Interpreter of Maladies

Jhumpa Lahiri, the 2000 Pulitzer Prize winner for fiction. This slim collection of short stories was a quick read. I was a bit apprehensive when picking this one up. I had read Lahiri's full novel The Namesake a few years back and was fairly underwhelmed, but I will say I was pleasantly surprised by her short fiction. Lahiri's prose flows in each story as she lovingly reconstructs the full array of sensory glory for each of her characters.

Each of her stories explores a separate kind of sadness in her characters. Loss of family, loss of culture, loss of self, loss of faith. I think this wistful nature of the stories is what gives the collection a great deal of its beauty.
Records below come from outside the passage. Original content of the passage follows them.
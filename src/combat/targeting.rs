//! Target selection
//!
//! Works out who a power may be aimed at and who it ends up hitting:
//!
//! - Melee: combatants in the neighbouring cells
//! - Ranged and close single-target: Manhattan distance up to the range
//! - Burst: a square of Chebyshev radius `area_size` around a centre cell
//! - Blast: a line of up to `range` cells from the actor toward a cell
//!
//! Combatants at 0 HP are never targets.

use std::fmt;

use serde::{Deserialize, Serialize};

use super::combatant::Combatant;
use super::grid::Position;
use super::power::{AreaShape, AttackShape, Power};
use super::roster::Roster;
use crate::error::{EngineError, EngineResult};

/// What the caller aimed a power at
#[derive(Debug, Clone, PartialEq, Eq, Serialize, Deserialize)]
#[serde(rename_all = "snake_case")]
pub enum Target {
    /// A combatant by id
    Combatant(String),
    /// A grid cell
    Cell(Position),
}

impl Target {
    pub fn combatant(id: impl Into<String>) -> Self {
        Target::Combatant(id.into())
    }

    pub fn cell(x: i32, y: i32) -> Self {
        Target::Cell(Position::new(x, y))
    }
}

impl fmt::Display for Target {
    fn fmt(&self, f: &mut fmt::Formatter<'_>) -> fmt::Result {
        match self {
            Target::Combatant(id) => write!(f, "{}", id),
            Target::Cell(cell) => write!(f, "{}", cell),
        }
    }
}

/// Options that change how the affected set is computed
#[derive(Debug, Clone, Copy, PartialEq, Eq, Serialize, Deserialize)]
pub struct TargetingOptions {
    /// Leave the actor out of bursts centred on or around them
    pub exclude_caster: bool,
}

impl Default for TargetingOptions {
    fn default() -> Self {
        Self {
            exclude_caster: true,
        }
    }
}

/// Everything `power` may legally be aimed at from the actor's position.
///
/// Single-target powers yield combatants; area powers yield the cells they may
/// be centred on or pointed toward.
pub fn legal_targets(roster: &Roster, actor_id: &str, power: &Power) -> EngineResult<Vec<Target>> {
    let actor = roster.get(actor_id)?;
    let origin = placed(actor)?;
    let board = roster.board();

    let targets = match (power.area, power.attack) {
        (AreaShape::None, _) => single_targets(roster, actor, origin, power)
            .map(|c| Target::Combatant(c.id.clone()))
            .collect(),
        (AreaShape::Burst, AttackShape::Close) => vec![Target::Cell(origin)],
        (AreaShape::Burst, _) => board
            .within_steps(origin, power.range)
            .into_iter()
            .map(Target::Cell)
            .collect(),
        (AreaShape::Blast, _) => board
            .within_steps(origin, power.range)
            .into_iter()
            .filter(|cell| *cell != origin)
            .map(Target::Cell)
            .collect(),
    };
    Ok(targets)
}

/// Ids of the combatants `power` would hit when aimed at `target`, in roster
/// order.
///
/// A target that is not legal yields an empty set rather than an error; only a
/// cell off the board is rejected.
pub fn affected(
    roster: &Roster,
    actor_id: &str,
    power: &Power,
    target: &Target,
    options: TargetingOptions,
) -> EngineResult<Vec<String>> {
    let actor = roster.get(actor_id)?;
    let origin = placed(actor)?;
    let board = roster.board();

    if let Target::Cell(cell) = target {
        if !board.contains(*cell) {
            return Err(EngineError::OutOfBounds(*cell));
        }
    }

    let ids = match power.area {
        AreaShape::None => {
            let Target::Combatant(target_id) = target else {
                return Ok(Vec::new());
            };
            single_targets(roster, actor, origin, power)
                .filter(|c| &c.id == target_id)
                .map(|c| c.id.clone())
                .collect()
        }
        AreaShape::Burst => {
            let center = match power.attack {
                AttackShape::Close => Some(origin),
                _ => target_cell(roster, target)?.filter(|c| c.manhattan(origin) <= power.range),
            };
            let Some(center) = center else {
                return Ok(Vec::new());
            };
            let cells = board.burst(center, power.area_size);
            living_on(roster, &cells)
                .filter(|c| !(options.exclude_caster && c.id == actor.id))
                .map(|c| c.id.clone())
                .collect()
        }
        AreaShape::Blast => {
            let Some(toward) = target_cell(roster, target)? else {
                return Ok(Vec::new());
            };
            let cells = board.line(origin, toward, power.range);
            living_on(roster, &cells).map(|c| c.id.clone()).collect()
        }
    };
    Ok(ids)
}

/// Living combatants a single-target power may hit
fn single_targets<'a>(
    roster: &'a Roster,
    actor: &'a Combatant,
    origin: Position,
    power: &'a Power,
) -> impl Iterator<Item = &'a Combatant> + 'a {
    roster.iter().filter(move |c| {
        if c.is_down() {
            return false;
        }
        if c.id == actor.id {
            return power.allows_self;
        }
        let Some(cell) = c.position else {
            return false;
        };
        match power.attack {
            // The adjacent ring, and only if the range reaches it
            AttackShape::Melee => power.range >= 1 && cell.chebyshev(origin) == 1,
            AttackShape::Ranged | AttackShape::Close | AttackShape::Area => {
                cell.manhattan(origin) <= power.range
            }
        }
    })
}

fn living_on<'a>(roster: &'a Roster, cells: &'a [Position]) -> impl Iterator<Item = &'a Combatant> + 'a {
    roster
        .iter()
        .filter(move |c| c.is_alive() && c.position.is_some_and(|p| cells.contains(&p)))
}

/// Cell a target points at; `None` for an off-board or downed combatant
fn target_cell(roster: &Roster, target: &Target) -> EngineResult<Option<Position>> {
    match target {
        Target::Cell(cell) => Ok(Some(*cell)),
        Target::Combatant(id) => {
            let combatant = roster.get(id)?;
            Ok(combatant.position.filter(|_| combatant.is_alive()))
        }
    }
}

fn placed(actor: &Combatant) -> EngineResult<Position> {
    actor
        .position
        .ok_or_else(|| EngineError::illegal(format!("{} is not on the board", actor.id)))
}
The majority of the stories focus on characters who have left their native India (or in some cases have never known it) and Lahiri uses that cultural disconnect to both bind her characters together but also to isolate them.

I think mostly what pleased me most in reading this was that the way the compilation is ordered. The stories create delicate layers for the reader that pull him/her through the stories and binds them all together, even though they are different characters. It feels as though all the characters share an emotional bond. The final story in the collection shares the same sad tenor, but of all the stories ends with the most hope and a sense of peace.

Lahiri's stories are touching and thoughtfully written. With warmth and sadness she leads her characters through their lives. I enjoyed this collection and would recommend it highly to others.

Friday, March 12, 2010

Parrot in the Oven: Mi Vida by Victor Martinez

Parrot in the Oven: Mi Vida won the National Book award for Young Adult Fiction in 1996. Martinez follows 14 year old Manny in observations about his life in a scrubby California town. Manny really is more of an observer, bringing the reader up to speed on his poor, dysfunctional family, from his alcoholic father to his long suffering and cleaning obsessed mother. Manny's older brother and sister are not exactly help either.

This family drama was tense for most of the book, through joblessness, hunger, abusive arguments and even a miscarriage. Yet I find it hard to call the novel a coming of age story in the way that many others have. As I mentioned above, Manny does not really participate much throughout the narrative, but rather recalls as things happen to him and to his family. I don't feel like there was much of a change between the Manny you meet at the beginning of the book and the Manny at the end.

The narrative itself is very Wonder Years, recalled mostly as memories from what feels like a man much further in his life than his character in the book.

Overall, it was an interesting to read, but not one I feel will stay with me.